喩えその時が来たとしても
 
「なんだか……担がれてるような感じだ……」

 粗方話し終わると、父が呟くように溢した。

「そうよねえ、雅也が……形は違うにしろ生きていたなんて……そりゃ嬉しいのよ? 勿論嬉しいんだけど……ねえ……」

 母も釈然としないようだが、それも無理はない。兄スターを目の前に、馬場めぐみからそう聞いた俺でさえ、暫くは信じられなかったのだから。

「でも明日、いやもう今日だ。そのペットショップで兄貴の生まれ変わりを買ってくるから、嫌でも信じられるさ」

 兄貴が夢枕に立って転生の予言をしていった事を両親に伝え、「身体に障るから」と寝室に追い立てた。年寄り扱いするなと父は怒っていたが、俺の運袋を塞ぐ事が出来る期待が高まった今、まだまだ二人には長生きして貰いたいと思うのは当然だろう。

「食卓は片しておくから、ぐっすり休んでくれよ」

 散らかしっ放しのままじゃ寝られないと言う母も追いやって、ひとり食卓に着いた。

 床の間を背にした家長の席が兄貴の場所だった。父は母の隣がいいなんて、ラブラブ振りをアピールするのが常だったから。

 そこにポツンと置かれた、誰も口を付けない湯呑みがひとつ。お茶好きだった兄貴が死んでからの両親の習慣だ。
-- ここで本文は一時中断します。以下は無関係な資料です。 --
//! Integration tests for the command-line interface.
//!
//! Drives the built binary against temp workspaces for apply and plan.

use std::fs;
use std::path::Path;
use std::process::{Command, Output};
use tempfile::TempDir;

const UTILS: &str = "export function deprecatedHelper(): void {}\n\nexport function usefulFunction(): number {\n    return 1;\n}\n";

/// Helper to create a test workspace with an operations file
fn setup_test_workspace(operations: &str) -> TempDir {
    let dir = TempDir::new().unwrap();
    fs::create_dir_all(dir.path().join("src")).unwrap();
    fs::write(dir.path().join("package.json"), "{\"name\": \"fixture\"}\n").unwrap();
    fs::write(dir.path().join("src/utils.ts"), UTILS).unwrap();
    fs::write(
        dir.path().join("src/app.ts"),
        "import { usefulFunction } from './utils';\n\nexport const n = usefulFunction();\n",
    )
    .unwrap();
    fs::write(dir.path().join("ops.json"), operations).unwrap();
    dir
}

fn refactor(workspace: &Path, args: &[&str]) -> Output {
    Command::new(env!("CARGO_BIN_EXE_symbol-refactor"))
        .args(args)
        .arg("--workspace")
        .arg(workspace)
        .env("NO_COLOR", "1")
        .env_remove("REFACTOR_WORKSPACE")
        .env_remove("RUST_LOG")
        .output()
        .unwrap()
}

const REMOVE_DEPRECATED: &str = r#"[{"operation": "remove", "selector": {"kind": "function", "name": "deprecatedHelper", "filePath": "src/utils.ts"}, "reason": "unused"}]"#;

#[test]
fn test_apply_help() {
    let output = Command::new(env!("CARGO_BIN_EXE_symbol-refactor"))
        .args(["apply", "--help"])
        .output()
        .unwrap();

    assert!(output.status.success());
    let stdout = String::from_utf8_lossy(&output.stdout);
    assert!(stdout.contains("Apply a batch of refactor operations"));
    assert!(stdout.contains("--continue-on-error"));
}

#[test]
fn test_apply_basic() {
    let workspace = setup_test_workspace(REMOVE_DEPRECATED);
    let ops = workspace.path().join("ops.json");

    let output = refactor(workspace.path(), &["apply", "--operations", ops.to_str().unwrap()]);

    let stdout = String::from_utf8_lossy(&output.stdout);
    assert!(output.status.success(), "{}", String::from_utf8_lossy(&output.stderr));
    assert!(stdout.contains("Workspace:"));
    assert!(stdout.contains("Removed deprecatedHelper from src/utils.ts"));
    assert!(stdout.contains("Committed:"));

    let utils = fs::read_to_string(workspace.path().join("src/utils.ts")).unwrap();
    assert!(!utils.contains("deprecatedHelper"));
    assert!(utils.contains("usefulFunction"));
}

#[test]
fn test_apply_dry_run() {
    let workspace = setup_test_workspace(REMOVE_DEPRECATED);
    let ops = workspace.path().join("ops.json");

    let output = refactor(
        workspace.path(),
        &["apply", "--operations", ops.to_str().unwrap(), "--dry-run", "--diff"],
    );

    assert!(output.status.success());
    let stdout = String::from_utf8_lossy(&output.stdout);
    assert!(stdout.contains("DRY RUN"));
    assert!(stdout.contains("-export function deprecatedHelper(): void {}"));

    let utils = fs::read_to_string(workspace.path().join("src/utils.ts")).unwrap();
    assert_eq!(utils, UTILS);
}

#[test]
fn test_apply_rolls_back_on_failure() {
    let workspace = setup_test_workspace(
        r#"[
  {"operation": "remove", "selector": {"kind": "function", "name": "deprecatedHelper", "filePath": "src/utils.ts"}},
  {"operation": "remove", "selector": {"kind": "function", "name": "usefulFunction", "filePath": "src/utils.ts"}}
]"#,
    );
    let ops = workspace.path().join("ops.json");

    let output = refactor(workspace.path(), &["apply", "--operations", ops.to_str().unwrap()]);

    assert_eq!(output.status.code(), Some(1));
    let stdout = String::from_utf8_lossy(&output.stdout);
    let stderr = String::from_utf8_lossy(&output.stderr);
    assert!(stdout.contains("referenced"));
    assert!(stderr.contains("Rolled back:"));

    let utils = fs::read_to_string(workspace.path().join("src/utils.ts")).unwrap();
    assert_eq!(utils, UTILS);
}

#[test]
fn test_apply_json_output() {
    let workspace = setup_test_workspace(REMOVE_DEPRECATED);
    let ops = workspace.path().join("ops.json");

    let output = refactor(
        workspace.path(),
        &["apply", "--operations", ops.to_str().unwrap(), "--json", "--dry-run"],
    );

    assert!(output.status.success());
    let result: serde_json::Value = serde_json::from_slice(&output.stdout).unwrap();
    assert_eq!(result["success"], true);
    assert_eq!(result["results"][0]["affectedFiles"][0], "src/utils.ts");
    assert_eq!(result["allOperations"][0]["operation"], "remove");
}

#[test]
fn test_apply_rejects_paths_outside_workspace() {
    let workspace = setup_test_workspace(
        r#"[{"operation": "move", "selector": {"kind": "function", "name": "usefulFunction", "filePath": "src/utils.ts"}, "targetFilePath": "../elsewhere.ts"}]"#,
    );
    let ops = workspace.path().join("ops.json");

    let output = refactor(workspace.path(), &["apply", "--operations", ops.to_str().unwrap()]);

    assert!(!output.status.success());
    let stderr = String::from_utf8_lossy(&output.stderr);
    assert!(stderr.contains("not an editable path"));
}

#[test]
fn test_plan_command() {
    let workspace = setup_test_workspace(REMOVE_DEPRECATED);
    let ops = workspace.path().join("ops.json");

    let output = Command::new(env!("CARGO_BIN_EXE_symbol-refactor"))
        .args(["plan", "--operations", ops.to_str().unwrap()])
        .env("NO_COLOR", "1")
        .output()
        .unwrap();

    assert!(output.status.success());
    let stdout = String::from_utf8_lossy(&output.stdout);
    assert!(stdout.contains("1. Remove deprecatedHelper from src/utils.ts (Reason: unused)"));
    assert!(stdout.contains("Stop on error: yes"));
}

#[test]
fn test_plan_reports_parse_errors() {
    let workspace = setup_test_workspace("please remove the helper");
    let ops = workspace.path().join("ops.json");

    let output = Command::new(env!("CARGO_BIN_EXE_symbol-refactor"))
        .args(["plan", "--operations", ops.to_str().unwrap()])
        .output()
        .unwrap();

    assert!(!output.status.success());
    let stderr = String::from_utf8_lossy(&output.stderr);
    assert!(stderr.contains("failed to parse refactor operations"));
}
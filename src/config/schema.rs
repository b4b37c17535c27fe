use crate::paths::PathResolver;
use crate::symbols::Selector;
use serde::{Deserialize, Serialize};
use std::fmt;

/// A batch of operations as submitted by the caller.
#[derive(Debug, Clone, PartialEq, Eq, Serialize, Deserialize)]
#[serde(rename_all = "camelCase")]
pub struct BatchRequest {
    pub operations: Vec<Operation>,
    #[serde(default)]
    pub options: BatchOptions,
}

impl BatchRequest {
    pub fn new(operations: Vec<Operation>) -> Self {
        Self {
            operations,
            options: BatchOptions::default(),
        }
    }

    pub fn validate(&self) -> Result<(), ValidationError> {
        let mut issues = Vec::new();

        if self.operations.is_empty() {
            issues.push(ValidationIssue::EmptyOperationList);
        }

        for (index, operation) in self.operations.iter().enumerate() {
            let selector = operation.selector();
            if selector.name.trim().is_empty() {
                issues.push(ValidationIssue::MissingField {
                    index,
                    field: "selector.name",
                });
            }
            if selector.file_path.trim().is_empty() {
                issues.push(ValidationIssue::MissingField {
                    index,
                    field: "selector.filePath",
                });
            }
            if let Some(parent) = &selector.parent {
                if parent.name.trim().is_empty() {
                    issues.push(ValidationIssue::MissingField {
                        index,
                        field: "selector.parent.name",
                    });
                }
                if !selector.kind.is_member() {
                    issues.push(ValidationIssue::InvalidCombo {
                        index,
                        message: format!("a {} cannot have a parent", selector.kind),
                    });
                }
            } else if selector.kind.is_member() {
                issues.push(ValidationIssue::InvalidCombo {
                    index,
                    message: format!("a {} selector requires a parent", selector.kind),
                });
            }

            match operation {
                Operation::Rename { new_name, .. } => {
                    if new_name.trim().is_empty() {
                        issues.push(ValidationIssue::MissingField {
                            index,
                            field: "newName",
                        });
                    }
                }
                Operation::Move {
                    target_file_path, ..
                } => {
                    if target_file_path.trim().is_empty() {
                        issues.push(ValidationIssue::MissingField {
                            index,
                            field: "targetFilePath",
                        });
                    }
                }
                Operation::Remove { .. } => {}
            }
        }

        if issues.is_empty() {
            Ok(())
        } else {
            Err(ValidationError { issues })
        }
    }
}

/// Batch execution options.
#[derive(Debug, Clone, Copy, PartialEq, Eq, Serialize, Deserialize)]
#[serde(rename_all = "camelCase")]
pub struct BatchOptions {
    /// Halt at the first failed operation
    #[serde(default = "default_stop_on_error", alias = "stop_on_error")]
    pub stop_on_error: bool,
}

impl Default for BatchOptions {
    fn default() -> Self {
        Self {
            stop_on_error: default_stop_on_error(),
        }
    }
}

fn default_stop_on_error() -> bool {
    true
}

/// One refactoring operation.
#[derive(Debug, Clone, PartialEq, Eq, Serialize, Deserialize)]
#[serde(tag = "operation", rename_all = "lowercase")]
pub enum Operation {
    #[serde(rename_all = "camelCase")]
    Rename {
        selector: Selector,
        #[serde(alias = "new_name")]
        new_name: String,
        #[serde(default, skip_serializing_if = "Option::is_none")]
        reason: Option<String>,
    },
    #[serde(rename_all = "camelCase")]
    Move {
        selector: Selector,
        #[serde(alias = "target_file_path", alias = "targetFile")]
        target_file_path: String,
        #[serde(default, skip_serializing_if = "Option::is_none")]
        reason: Option<String>,
    },
    #[serde(rename_all = "camelCase")]
    Remove {
        selector: Selector,
        #[serde(default, skip_serializing_if = "Option::is_none")]
        reason: Option<String>,
    },
}

impl Operation {
    pub fn selector(&self) -> &Selector {
        match self {
            Operation::Rename { selector, .. }
            | Operation::Move { selector, .. }
            | Operation::Remove { selector, .. } => selector,
        }
    }

    pub fn reason(&self) -> Option<&str> {
        match self {
            Operation::Rename { reason, .. }
            | Operation::Move { reason, .. }
            | Operation::Remove { reason, .. } => reason.as_deref(),
        }
    }

    pub fn name(&self) -> &'static str {
        match self {
            Operation::Rename { .. } => "rename",
            Operation::Move { .. } => "move",
            Operation::Remove { .. } => "remove",
        }
    }

    /// Every project path the operation reads or writes.
    pub fn paths(&self) -> Vec<String> {
        let mut paths = vec![self.selector().normalized_path()];
        if let Operation::Move {
            target_file_path, ..
        } = self
        {
            paths.push(PathResolver::normalize(target_file_path));
        }
        paths
    }

    /// Human-readable description of what the operation will do.
    pub fn describe(&self) -> String {
        let selector = self.selector();
        let mut description = match self {
            Operation::Rename { new_name, .. } => format!(
                "Rename {} to {new_name} in {}",
                selector.name, selector.file_path
            ),
            Operation::Move {
                target_file_path, ..
            } => format!(
                "Move {} from {} to {target_file_path}",
                selector.name, selector.file_path
            ),
            Operation::Remove { .. } => {
                format!("Remove {} from {}", selector.name, selector.file_path)
            }
        };
        if let Some(reason) = self.reason() {
            description.push_str(&format!(" (Reason: {reason})"));
        }
        description
    }

    /// Past-tense description for a completed operation.
    pub fn describe_done(&self) -> String {
        let selector = self.selector();
        match self {
            Operation::Rename { new_name, .. } => format!(
                "Renamed {} to {new_name} in {}",
                selector.name, selector.file_path
            ),
            Operation::Move {
                target_file_path, ..
            } => format!(
                "Moved {} from {} to {target_file_path}",
                selector.name, selector.file_path
            ),
            Operation::Remove { .. } => {
                format!("Removed {} from {}", selector.name, selector.file_path)
            }
        }
    }
}

#[derive(Debug, Clone)]
pub struct ValidationError {
    pub issues: Vec<ValidationIssue>,
}

impl fmt::Display for ValidationError {
    fn fmt(&self, f: &mut fmt::Formatter<'_>) -> fmt::Result {
        for (idx, issue) in self.issues.iter().enumerate() {
            if idx > 0 {
                writeln!(f)?;
            }
            write!(f, "{issue}")?;
        }
        Ok(())
    }
}

impl std::error::Error for ValidationError {}

#[derive(Debug, Clone, PartialEq, Eq)]
pub enum ValidationIssue {
    EmptyOperationList,
    MissingField { index: usize, field: &'static str },
    InvalidCombo { index: usize, message: String },
}

impl fmt::Display for ValidationIssue {
    fn fmt(&self, f: &mut fmt::Formatter<'_>) -> fmt::Result {
        match self {
            ValidationIssue::EmptyOperationList => write!(f, "request contains no operations"),
            ValidationIssue::MissingField { index, field } => {
                write!(f, "operation {} missing required field '{field}'", index + 1)
            }
            ValidationIssue::InvalidCombo { index, message } => {
                write!(f, "operation {} has invalid configuration: {message}", index + 1)
            }
        }
    }
}
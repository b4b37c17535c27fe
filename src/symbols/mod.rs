//! Symbol selection, resolution and dependency extraction.

pub mod extractor;
pub mod resolver;
pub mod scope;
pub mod selector;

pub use extractor::{DependencyClosure, ImportedName, SymbolExtractor, TypeDeclaration};
pub use resolver::{ExternalReference, ImportRef, ResolvedSymbol, SymbolResolver, ValidationResult};
pub use selector::{ParentSelector, Selector};

use crate::project::SourceFile;
use std::collections::BTreeSet;
use std::ops::Range;
use tree_sitter::Node;

/// One place a name is used as an identifier.
#[derive(Debug, Clone, PartialEq, Eq)]
pub struct Occurrence {
    pub span: Range<usize>,
    /// `{ name }` object shorthand: renaming must keep the key
    pub shorthand: bool,
    /// Inside an `import`/`export ... from` statement
    pub in_import: bool,
}

/// Every identifier, type identifier and shorthand property named `name`
/// that refers to the top-level binding of that name.
///
/// Member names (`obj.name`, `ns.Name` in types, object keys) are not
/// identifiers in this sense and are never returned. Neither are uses that
/// resolve to a parameter or local declared in an enclosing scope.
pub fn identifier_occurrences(file: &SourceFile, name: &str) -> Vec<Occurrence> {
    let source = file.text();
    let mut found = Vec::new();
    let mut stack = vec![file.tree().root_node()];

    while let Some(node) = stack.pop() {
        let mut cursor = node.walk();
        for child in node.children(&mut cursor) {
            stack.push(child);
        }

        let shorthand = match node.kind() {
            "identifier" | "type_identifier" => false,
            "shorthand_property_identifier" => true,
            _ => continue,
        };
        if &source[node.byte_range()] != name
            || is_qualified_member(node)
            || scope::is_shadowed(node, source)
        {
            continue;
        }
        found.push(Occurrence {
            span: node.byte_range(),
            shorthand,
            in_import: in_import_statement(node),
        });
    }

    found.sort_by_key(|o| o.span.start);
    found
}

/// Top-level names referenced by identifiers below `node`, excluding `skip`.
///
/// Parameters and locals bound inside `node` are not references.
pub(crate) fn referenced_names(node: Node<'_>, source: &str, skip: &Range<usize>) -> BTreeSet<String> {
    let mut names = BTreeSet::new();
    let mut stack = vec![node];

    while let Some(node) = stack.pop() {
        let mut cursor = node.walk();
        for child in node.children(&mut cursor) {
            stack.push(child);
        }

        if !matches!(
            node.kind(),
            "identifier" | "type_identifier" | "shorthand_property_identifier"
        ) {
            continue;
        }
        if node.byte_range() == *skip
            || is_qualified_member(node)
            || scope::is_shadowed(node, source)
        {
            continue;
        }
        names.insert(source[node.byte_range()].to_string());
    }

    names
}

/// `Name` in `ns.Name` type position.
fn is_qualified_member(node: Node<'_>) -> bool {
    node.parent().is_some_and(|parent| {
        parent.kind() == "nested_type_identifier"
            && parent
                .child_by_field_name("name")
                .is_some_and(|n| n.id() == node.id())
    })
}

fn in_import_statement(node: Node<'_>) -> bool {
    let mut current = node.parent();
    while let Some(n) = current {
        match n.kind() {
            "import_statement" => return true,
            "export_statement" => return n.child_by_field_name("source").is_some(),
            "program" => return false,
            _ => current = n.parent(),
        }
    }
    false
}

#[cfg(test)]
mod tests {
    use super::*;
    use crate::project::ProjectModel;

    #[test]
    fn occurrences_skip_member_names() {
        let mut project = ProjectModel::in_memory("/p");
        let source = r#"import { User } from "./user";
import * as models from "./models";

export function load(user: User, other: models.User): User {
    const wrapped = { User };
    return user.User ?? wrapped.User;
}
"#;
        project.add_source("src/a.ts", source).unwrap();
        let file = project.file("src/a.ts").unwrap();

        let occurrences = identifier_occurrences(file, "User");
        let summary: Vec<_> = occurrences.iter().map(|o| (o.shorthand, o.in_import)).collect();
        assert_eq!(
            summary,
            vec![(false, true), (false, false), (false, false), (true, false)]
        );
    }

    #[test]
    fn referenced_names_excludes_own_name() {
        let mut project = ProjectModel::in_memory("/p");
        let source = "export function make(input: Payload): Result<Inner> { return make(input); }\n";
        project.add_source("src/a.ts", source).unwrap();
        let file = project.file("src/a.ts").unwrap();
        let decl = file.outline().top_level("make").unwrap();
        let node = decl.node(file.tree()).unwrap();

        let names = referenced_names(node, source, &decl.name_span);
        assert!(names.contains("Payload"));
        assert!(names.contains("Result"));
        assert!(names.contains("Inner"));
        assert!(!names.contains("input"));
        // recursive call still counts as a use
        assert!(names.contains("make"));
    }

    #[test]
    fn referenced_names_skips_inner_bindings() {
        let mut project = ProjectModel::in_memory("/p");
        let source = r#"const config = { verbose: true };
export function read(config: string, { depth }: Options): string {
    const local = config.trim();
    return [local, depth, shared].join(",");
}
"#;
        project.add_source("src/a.ts", source).unwrap();
        let file = project.file("src/a.ts").unwrap();
        let decl = file.outline().top_level("read").unwrap();
        let node = decl.node(file.tree()).unwrap();

        let names = referenced_names(node, source, &decl.name_span);
        let expected: BTreeSet<String> = ["Options", "shared"].map(String::from).into();
        assert_eq!(names, expected);
    }
}
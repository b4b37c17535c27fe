//! ast-grep integration for pattern-based TypeScript code matching.
//!
//! Used where a metavariable pattern reads better than a hand-written tree
//! walk: member accesses such as `$OBJ.name` and namespace-qualified
//! references such as `ns.Name`.

pub mod errors;
pub mod lang;
pub mod matcher;

pub use errors::AstGrepError;
pub use lang::{tsx, typescript, SupportLang};
pub use matcher::{is_identifier, MemberAccess, PatternMatch, PatternMatcher};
「このお茶も、随分と無駄な事をしてきたもんだよ……」

 ビールがほんの少し残った父のコップと一緒に、兄貴用のお茶をシンクに流した。この二年数ヵ月の間、兄貴は俺と暮らしていたのだからお茶は必要無かったのだ。けれど両親に取ってそれは、兄貴の思い出を風化させない為の大切な儀式だったのだ。

 だが考えてみれば兄貴だって、俺の急を要する問題さえ無ければ、両親の元に転生してノホホンと生きられた筈だった。なのに弟思いの彼は俺を救う為、ハムスターに身をやつしてまで、最後はカラスに喰われてまで、文字通り粉骨砕身の努力をしてくれたのだ。

「ありがとうな、兄貴」

 聞こえているかは定かではない。でも改めて、俺は兄貴への感謝を口にせずにはいられなかった。

 明くる朝……いや当日の朝だ。俺はまだシャッターの閉まっているあのペットショップの前に居た。

「開店は十時か……暫くうろうろでもしていよう」

 生きられる希望が出てきた今、昨日までと何ら変わらない筈の景色が、堪らなく色鮮やかに映った。

 行き過ぎる人々の話し声や車の騒音さえも、俺の耳に軽やかなメロディを刻んでいるようだった。